> **Required work**
Repeat verbatim, and only, the lines of the data below, beginning at the line that contains "filename src/compact.rs" and stopping after the line that contains "stores one default".

> **Available data**

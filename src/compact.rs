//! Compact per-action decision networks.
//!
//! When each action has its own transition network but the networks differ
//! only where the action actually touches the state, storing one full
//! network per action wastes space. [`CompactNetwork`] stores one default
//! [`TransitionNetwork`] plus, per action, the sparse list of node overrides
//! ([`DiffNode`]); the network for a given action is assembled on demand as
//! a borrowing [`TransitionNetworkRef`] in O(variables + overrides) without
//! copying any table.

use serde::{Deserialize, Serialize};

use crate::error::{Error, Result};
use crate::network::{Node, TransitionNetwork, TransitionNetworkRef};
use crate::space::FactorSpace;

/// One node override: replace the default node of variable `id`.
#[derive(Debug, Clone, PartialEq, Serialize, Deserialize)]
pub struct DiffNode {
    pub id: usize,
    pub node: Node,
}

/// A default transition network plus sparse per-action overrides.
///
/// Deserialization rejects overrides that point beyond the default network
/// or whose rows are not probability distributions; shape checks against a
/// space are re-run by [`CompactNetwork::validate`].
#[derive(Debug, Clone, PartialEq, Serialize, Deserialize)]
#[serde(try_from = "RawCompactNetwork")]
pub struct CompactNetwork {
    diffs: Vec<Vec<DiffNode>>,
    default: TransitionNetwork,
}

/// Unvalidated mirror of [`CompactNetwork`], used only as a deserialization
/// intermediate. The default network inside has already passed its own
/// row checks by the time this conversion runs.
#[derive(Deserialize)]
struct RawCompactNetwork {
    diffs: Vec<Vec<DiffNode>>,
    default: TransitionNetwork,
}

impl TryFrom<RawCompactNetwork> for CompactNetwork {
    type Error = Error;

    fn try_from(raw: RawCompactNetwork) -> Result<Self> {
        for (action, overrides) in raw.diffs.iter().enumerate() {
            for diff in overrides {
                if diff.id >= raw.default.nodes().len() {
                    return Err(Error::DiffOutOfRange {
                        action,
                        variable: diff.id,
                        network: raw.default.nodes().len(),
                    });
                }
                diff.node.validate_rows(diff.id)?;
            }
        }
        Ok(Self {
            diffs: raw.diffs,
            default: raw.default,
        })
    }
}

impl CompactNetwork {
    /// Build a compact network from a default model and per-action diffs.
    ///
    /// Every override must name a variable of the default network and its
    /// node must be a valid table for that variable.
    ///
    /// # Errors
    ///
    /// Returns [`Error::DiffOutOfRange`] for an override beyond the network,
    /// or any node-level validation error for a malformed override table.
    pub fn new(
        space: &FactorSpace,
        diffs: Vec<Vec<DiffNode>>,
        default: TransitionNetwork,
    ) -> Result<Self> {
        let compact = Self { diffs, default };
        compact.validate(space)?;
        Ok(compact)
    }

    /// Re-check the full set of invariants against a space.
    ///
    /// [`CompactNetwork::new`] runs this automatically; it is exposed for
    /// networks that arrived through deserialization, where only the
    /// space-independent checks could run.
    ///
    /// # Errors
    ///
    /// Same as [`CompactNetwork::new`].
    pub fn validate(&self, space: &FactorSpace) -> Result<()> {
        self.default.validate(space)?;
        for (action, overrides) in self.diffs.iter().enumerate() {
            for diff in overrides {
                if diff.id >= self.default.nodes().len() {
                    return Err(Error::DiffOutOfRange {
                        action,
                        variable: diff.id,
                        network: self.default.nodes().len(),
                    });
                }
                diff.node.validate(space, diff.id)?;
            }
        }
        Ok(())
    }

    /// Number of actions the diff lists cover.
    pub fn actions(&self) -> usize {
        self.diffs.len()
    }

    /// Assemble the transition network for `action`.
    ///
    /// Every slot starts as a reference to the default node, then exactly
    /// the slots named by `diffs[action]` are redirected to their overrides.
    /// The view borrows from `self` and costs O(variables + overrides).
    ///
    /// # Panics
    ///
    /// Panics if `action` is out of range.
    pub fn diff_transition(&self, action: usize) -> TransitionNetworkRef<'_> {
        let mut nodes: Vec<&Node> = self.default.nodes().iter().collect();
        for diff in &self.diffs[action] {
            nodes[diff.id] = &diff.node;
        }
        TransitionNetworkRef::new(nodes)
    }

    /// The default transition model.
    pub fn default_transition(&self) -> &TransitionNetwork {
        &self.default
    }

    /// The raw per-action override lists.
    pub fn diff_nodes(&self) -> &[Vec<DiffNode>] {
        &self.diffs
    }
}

* * *

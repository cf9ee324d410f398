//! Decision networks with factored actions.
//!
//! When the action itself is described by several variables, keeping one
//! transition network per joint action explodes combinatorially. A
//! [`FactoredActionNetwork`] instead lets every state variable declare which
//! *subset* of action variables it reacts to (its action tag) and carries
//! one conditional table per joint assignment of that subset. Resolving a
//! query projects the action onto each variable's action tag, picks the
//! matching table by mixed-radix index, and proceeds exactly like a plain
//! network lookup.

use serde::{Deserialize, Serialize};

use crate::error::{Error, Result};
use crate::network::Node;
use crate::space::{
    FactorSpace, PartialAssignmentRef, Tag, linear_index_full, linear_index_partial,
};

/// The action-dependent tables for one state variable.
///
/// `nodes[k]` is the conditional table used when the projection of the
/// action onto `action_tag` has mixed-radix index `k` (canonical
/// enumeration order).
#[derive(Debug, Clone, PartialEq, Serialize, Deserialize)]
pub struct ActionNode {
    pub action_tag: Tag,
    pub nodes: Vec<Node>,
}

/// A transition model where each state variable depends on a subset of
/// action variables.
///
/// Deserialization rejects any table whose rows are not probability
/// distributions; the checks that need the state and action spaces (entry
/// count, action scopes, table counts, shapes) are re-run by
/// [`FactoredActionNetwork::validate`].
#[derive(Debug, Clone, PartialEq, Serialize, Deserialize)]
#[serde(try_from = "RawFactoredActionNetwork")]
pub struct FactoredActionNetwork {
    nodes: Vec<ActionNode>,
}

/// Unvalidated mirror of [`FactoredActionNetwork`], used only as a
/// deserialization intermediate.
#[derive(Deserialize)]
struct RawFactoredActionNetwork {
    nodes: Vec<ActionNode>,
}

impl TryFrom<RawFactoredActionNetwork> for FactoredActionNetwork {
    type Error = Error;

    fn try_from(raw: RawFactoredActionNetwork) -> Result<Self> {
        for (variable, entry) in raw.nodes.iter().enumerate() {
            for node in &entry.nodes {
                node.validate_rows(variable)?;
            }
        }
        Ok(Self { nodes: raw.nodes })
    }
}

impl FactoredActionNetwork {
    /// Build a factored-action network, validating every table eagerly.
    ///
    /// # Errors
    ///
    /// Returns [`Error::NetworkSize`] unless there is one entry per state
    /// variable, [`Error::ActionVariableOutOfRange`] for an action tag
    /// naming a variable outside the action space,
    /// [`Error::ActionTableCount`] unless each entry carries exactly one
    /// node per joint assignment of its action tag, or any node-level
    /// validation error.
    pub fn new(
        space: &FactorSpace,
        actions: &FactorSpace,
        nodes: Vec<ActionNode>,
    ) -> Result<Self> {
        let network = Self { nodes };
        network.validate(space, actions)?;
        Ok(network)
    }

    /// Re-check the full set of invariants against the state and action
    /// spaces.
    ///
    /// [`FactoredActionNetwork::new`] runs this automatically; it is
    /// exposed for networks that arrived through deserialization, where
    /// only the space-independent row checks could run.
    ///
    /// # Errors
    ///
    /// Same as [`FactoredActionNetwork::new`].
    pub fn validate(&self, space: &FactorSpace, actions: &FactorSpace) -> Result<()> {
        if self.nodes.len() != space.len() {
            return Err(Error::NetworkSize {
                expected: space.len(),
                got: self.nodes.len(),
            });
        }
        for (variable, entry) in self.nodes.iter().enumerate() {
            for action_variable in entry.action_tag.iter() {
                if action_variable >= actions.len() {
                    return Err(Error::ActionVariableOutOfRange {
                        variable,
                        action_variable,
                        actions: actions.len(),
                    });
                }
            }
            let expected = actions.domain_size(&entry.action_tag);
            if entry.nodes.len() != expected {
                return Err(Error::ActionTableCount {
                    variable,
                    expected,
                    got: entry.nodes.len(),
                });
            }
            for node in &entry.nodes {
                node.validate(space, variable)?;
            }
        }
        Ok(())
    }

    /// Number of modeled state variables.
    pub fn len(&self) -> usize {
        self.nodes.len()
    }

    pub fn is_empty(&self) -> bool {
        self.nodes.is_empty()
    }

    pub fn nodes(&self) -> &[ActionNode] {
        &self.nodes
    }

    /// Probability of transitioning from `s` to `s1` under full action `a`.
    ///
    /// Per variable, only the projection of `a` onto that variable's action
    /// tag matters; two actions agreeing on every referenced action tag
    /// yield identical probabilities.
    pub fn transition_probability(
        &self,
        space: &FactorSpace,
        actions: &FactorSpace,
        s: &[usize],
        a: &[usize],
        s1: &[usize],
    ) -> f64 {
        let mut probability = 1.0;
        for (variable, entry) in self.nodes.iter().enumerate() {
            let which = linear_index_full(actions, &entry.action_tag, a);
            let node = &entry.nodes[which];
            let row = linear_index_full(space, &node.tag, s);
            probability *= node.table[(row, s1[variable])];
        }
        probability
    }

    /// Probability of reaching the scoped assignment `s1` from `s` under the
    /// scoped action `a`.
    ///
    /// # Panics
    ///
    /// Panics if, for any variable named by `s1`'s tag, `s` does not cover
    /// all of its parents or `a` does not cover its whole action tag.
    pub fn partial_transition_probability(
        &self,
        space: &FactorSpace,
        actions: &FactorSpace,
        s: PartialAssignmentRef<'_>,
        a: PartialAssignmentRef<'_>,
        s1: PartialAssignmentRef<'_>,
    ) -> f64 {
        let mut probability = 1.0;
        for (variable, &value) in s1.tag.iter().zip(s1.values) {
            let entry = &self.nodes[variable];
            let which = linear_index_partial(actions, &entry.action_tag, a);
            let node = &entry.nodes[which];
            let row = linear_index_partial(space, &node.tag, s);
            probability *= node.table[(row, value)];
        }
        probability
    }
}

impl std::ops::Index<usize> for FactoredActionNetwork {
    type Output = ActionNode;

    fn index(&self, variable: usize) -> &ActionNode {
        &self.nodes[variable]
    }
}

==

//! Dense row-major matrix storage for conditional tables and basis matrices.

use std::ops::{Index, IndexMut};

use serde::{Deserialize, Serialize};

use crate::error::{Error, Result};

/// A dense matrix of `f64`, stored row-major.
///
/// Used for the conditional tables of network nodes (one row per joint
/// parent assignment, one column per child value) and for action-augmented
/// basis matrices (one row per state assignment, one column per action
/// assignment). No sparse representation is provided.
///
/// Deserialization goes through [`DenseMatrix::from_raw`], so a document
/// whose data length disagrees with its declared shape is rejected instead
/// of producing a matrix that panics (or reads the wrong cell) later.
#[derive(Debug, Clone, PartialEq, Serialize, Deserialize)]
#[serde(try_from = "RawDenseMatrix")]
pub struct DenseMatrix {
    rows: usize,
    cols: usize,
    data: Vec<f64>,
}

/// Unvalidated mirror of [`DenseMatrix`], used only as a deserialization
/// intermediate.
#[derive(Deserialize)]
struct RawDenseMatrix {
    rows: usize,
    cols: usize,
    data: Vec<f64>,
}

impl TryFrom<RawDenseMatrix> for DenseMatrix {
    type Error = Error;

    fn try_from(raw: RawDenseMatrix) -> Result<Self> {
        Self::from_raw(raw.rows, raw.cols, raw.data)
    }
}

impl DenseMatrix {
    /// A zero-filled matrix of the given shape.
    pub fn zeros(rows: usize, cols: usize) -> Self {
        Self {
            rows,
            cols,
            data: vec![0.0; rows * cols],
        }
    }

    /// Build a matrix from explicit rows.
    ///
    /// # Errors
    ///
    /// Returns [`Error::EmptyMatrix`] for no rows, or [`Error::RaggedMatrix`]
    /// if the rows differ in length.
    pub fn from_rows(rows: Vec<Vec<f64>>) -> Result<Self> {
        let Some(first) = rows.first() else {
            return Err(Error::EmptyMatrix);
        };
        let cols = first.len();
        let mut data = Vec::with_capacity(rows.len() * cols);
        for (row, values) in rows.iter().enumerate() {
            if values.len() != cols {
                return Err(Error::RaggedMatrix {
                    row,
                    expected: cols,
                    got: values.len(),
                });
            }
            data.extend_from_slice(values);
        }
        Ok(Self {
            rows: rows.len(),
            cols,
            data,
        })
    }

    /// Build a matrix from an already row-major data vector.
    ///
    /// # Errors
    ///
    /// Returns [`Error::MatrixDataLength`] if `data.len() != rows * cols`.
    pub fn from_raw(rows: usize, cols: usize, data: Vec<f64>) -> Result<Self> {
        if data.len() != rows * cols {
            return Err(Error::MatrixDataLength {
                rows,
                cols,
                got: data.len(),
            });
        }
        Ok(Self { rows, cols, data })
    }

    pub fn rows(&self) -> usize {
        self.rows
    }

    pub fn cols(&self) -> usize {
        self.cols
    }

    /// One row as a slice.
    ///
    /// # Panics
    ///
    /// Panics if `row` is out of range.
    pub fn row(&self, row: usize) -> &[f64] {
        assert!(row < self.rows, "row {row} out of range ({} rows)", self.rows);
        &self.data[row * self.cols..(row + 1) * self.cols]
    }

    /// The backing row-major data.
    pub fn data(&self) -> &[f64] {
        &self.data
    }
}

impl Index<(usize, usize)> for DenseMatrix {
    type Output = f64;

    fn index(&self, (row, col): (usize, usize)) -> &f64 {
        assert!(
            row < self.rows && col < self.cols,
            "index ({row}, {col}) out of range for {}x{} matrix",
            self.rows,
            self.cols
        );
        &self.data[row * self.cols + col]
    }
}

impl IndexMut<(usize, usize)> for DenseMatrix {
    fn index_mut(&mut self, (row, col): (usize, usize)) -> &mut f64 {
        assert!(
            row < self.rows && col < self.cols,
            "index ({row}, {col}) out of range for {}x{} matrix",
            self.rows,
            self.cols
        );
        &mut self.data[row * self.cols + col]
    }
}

> **Written response**
filename src/compact.rs
//! Compact per-action decision networks.
//!
//! When each action has its own transition network but the networks differ
//! only where the action actually touches the state, storing one full
//! network per action wastes space. [`CompactNetwork`] stores one default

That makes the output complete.